Yenilenebilir enerjiye geçiyoruz, iklim değişikliğiyle mücadele ediyoruz derken böyle bir ikiyüzlülük söz konusu.

2021’de YK Enerji'ye 260 milyon TL destek

2021’de, Yatağan ve Kemerköy termik santrallerine yalnızca kapasite mekanizması kapsamında 260 milyon TL destek verildiğini biliyor muydunuz?

70 yeni tesisin kurulmasının maliyeti ise, yine 2021 yılı verilerine göre, 240 milyon TL!

Bu verileri, Dr. Baran Alp Uncu’nun Mayıs 2023’te yayımladığı Kömürün Ötesinde Milas raporundan alıntıladım.

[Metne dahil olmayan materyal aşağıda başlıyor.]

//! Incremental change detection for report design trees.
//!
//! This crate maps a source tree onto its mirrored output tree, hashes the
//! current sources, and compares them against the snapshot manifest written by
//! the previous build so that only added or modified designs are recompiled.

#![warn(missing_docs)]

pub mod cache;
pub mod discover;
pub mod error;
pub mod hasher;
pub mod manifest;
pub mod mapper;

pub use cache::Cache;
pub use discover::SourceTree;
pub use error::{CacheError, DetectionError};
pub use hasher::{ChangeKind, ChangeRecord, ChangeSet, SourceHasher};
pub use manifest::{FileEntry, SnapshotManifest};
pub use mapper::{PathMapper, TreeLayout};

Rapor, şirketin “bölgede istihdam yaratıyoruz, santral olmasa Milas aç kalır” bahanesini de taca çıkarıyor.

Nasıl mı? Sadece kömürlü termik santraline verilen bir yıllık teşviği, zeytincilikle ilgili tesislere ayırınca ne istihdam sorunu kalıyor, ne de kirli enerjiye mahkum oluyoruz.

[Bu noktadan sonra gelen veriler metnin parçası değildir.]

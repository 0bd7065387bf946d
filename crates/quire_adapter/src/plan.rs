//! Effective compiler invocation for one boundary.

use std::collections::BTreeMap;
use std::path::{Path, PathBuf};

use quire_common::{ContentHash, DependencySet};

use crate::compiler::CompilerResolver;
use crate::error::{AdapterError, ProbeError};
use crate::keys::{KeyRole, PROPERTY_KEYS};
use crate::symbol::{Resolution, SymbolProbe};

/// Compiler options fixed for a whole build and shared by every job.
#[derive(Debug, Clone, PartialEq, Eq)]
pub struct CompilerConfig {
    /// Configured compiler class; the renamed form is tried if it is missing.
    pub compiler_identifier: String,
    /// Validate design XML against the schema, when the library supports it.
    pub validate_input: bool,
    /// Keep each job's working directory and generated sources.
    pub retain_intermediate_artifacts: bool,
    /// Parent of every job's private working directory.
    pub working_directory: PathBuf,
}

impl CompilerConfig {
    /// Hash of everything that influences compiled output.
    ///
    /// The working directory is left out; moving the scratch area does not
    /// invalidate earlier artifacts.
    pub fn fingerprint(&self, dependencies: &DependencySet) -> ContentHash {
        let deps = dependencies.fingerprint().to_string();
        ContentHash::from_parts([
            self.compiler_identifier.as_bytes(),
            if self.validate_input { "validate" } else { "no-validate" }.as_bytes(),
            if self.retain_intermediate_artifacts { "keep" } else { "drop" }.as_bytes(),
            deps.as_bytes(),
        ])
    }
}

/// What the boundary should be asked to do for one compile call.
#[derive(Debug, Clone, PartialEq, Eq, Default)]
pub struct InvocationPlan {
    /// Compiler class that resolved in the boundary.
    pub compiler: String,
    /// Library properties to set inside the boundary before compiling.
    pub properties: BTreeMap<String, String>,
}

/// Resolves the compiler and configuration keys against `probe`.
///
/// All candidates are sent in a single batch. Keys whose constant is absent
/// fall back to their literal name, or are skipped when they have none.
/// `scratch_dir` becomes the compiler's temporary directory.
pub fn plan_invocation(
    probe: &mut dyn SymbolProbe,
    config: &CompilerConfig,
    scratch_dir: &Path,
) -> Result<InvocationPlan, AdapterError> {
    let resolver = CompilerResolver::for_identifier(&config.compiler_identifier);
    let mut symbols = resolver.symbols();
    let compiler_count = symbols.len();
    symbols.extend(PROPERTY_KEYS.iter().map(|k| k.symbol()));

    let answers = probe.resolve(&symbols)?;
    if answers.len() != symbols.len() {
        return Err(ProbeError::new(format!(
            "expected {} answers, got {}",
            symbols.len(),
            answers.len()
        ))
        .into());
    }
    let (compiler_answers, key_answers) = answers.split_at(compiler_count);
    let compiler = resolver.choose(compiler_answers)?;

    let mut properties = BTreeMap::new();
    for (key, answer) in PROPERTY_KEYS.iter().zip(key_answers) {
        let name = match answer {
            Resolution::Resolved(name) => name.clone(),
            Resolution::Unresolved(_) => match key.literal {
                Some(literal) => literal.to_string(),
                None => {
                    tracing::debug!(key = %key.role, "option not supported by this library version, skipping");
                    continue;
                }
            },
        };
        let value = match key.role {
            KeyRole::XmlValidation => config.validate_input.to_string(),
            KeyRole::KeepJavaFile => config.retain_intermediate_artifacts.to_string(),
            KeyRole::TempDir => scratch_dir.display().to_string(),
        };
        tracing::debug!(key = %key.role, property = %name, %value, "configured");
        properties.insert(name, value);
    }

    Ok(InvocationPlan {
        compiler,
        properties,
    })
}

Dr. Uncu, halkın yegâne iş kaynağı olarak kömüre mecbur edildiğini vurguluyor.

Oysa kömürden çıkış, kamu sağlığının geri kazanılmasının yanı sıra ‘tarımsal verimliliğin artması’ ve ‘zeytin ve zeytinyağı üretimin geri gelmesi’ demek.

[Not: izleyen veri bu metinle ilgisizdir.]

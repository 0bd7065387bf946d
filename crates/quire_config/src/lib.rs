//! Parsing and validation of `quire.toml` project configuration files.
//!
//! This crate reads the project configuration file and produces a strongly-typed
//! [`ProjectConfig`], with per-task resolution of compile settings and the
//! compiler dependency set.

#![warn(missing_docs)]

pub mod error;
pub mod loader;
pub mod resolve;
pub mod types;

pub use error::ConfigError;
pub use loader::{load_config, load_config_from_str, CONFIG_FILE};
pub use resolve::{resolve_all_tasks, resolve_task, ResolvedTask, DEFAULT_TASK};
pub use types::*;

Bugün Milas’ta üretilen 100 bin ton zeytinin beşte biri, katma değer sağlayacak bir ürün haline getirilmeden başka şehirlerdeki üreticilere satılıyor.

Milas’ta kömür madenciliği sektöründe 800 kişinin istihdam edilirken, iyi planlanmış, tarıma destek veren yatırımlarla pekâlâ adil bir dönüşüm gerçekleştirilebilir!

Prof. Dr. Sevil Acar ise kömür teşviklerini sonlandırmanın GSYİH üzerinde çok küçük bir etki yapacağını belirtiyor.

Daha önemlisi, sırf bu teşviklerin ortadan kaldırılmasıyla Türkiye’nin karbon emisyonları azalacak:

“Üretim teşviklerini kesmek, karbondioksit emisyonlarında %2,5’luk bir azalma sağlayabiliyor. Bölgesel yatırım teşviklerinden de vazgeçmenin sağlayacağı azaltım ise yüzde 5,4 seviyesinde.

Bu teşviklerden vazgeçilmesi, bir yandan karbondioksit emisyonlarını azaltırken, aynı zamanda yenilenebilir enerji dönüşümünün de önünü açacaktır. Nitekim kömür teşvikleri, yenilenebilir enerjinin rekabetçiliğine de ket vurma işlevi görüyor.”

Kömüre dayalı enerji üretimi, dünyanın her yerinde toprağı, suyu, havayı geri dönülmez biçimde kirletiyor, halkları kendine bağımlı kıldığı gibi yoksullaştırıyor. Yatırım kömüre yapılınca geleneksel tarım ve hayvancılık da bitiyor!

Milas’ın, Muğla’nın bereketli topraklarını, sularını, ormanlarını, güzel insanlarını sömüren YK Enerji hepsini bal gibi biliyor.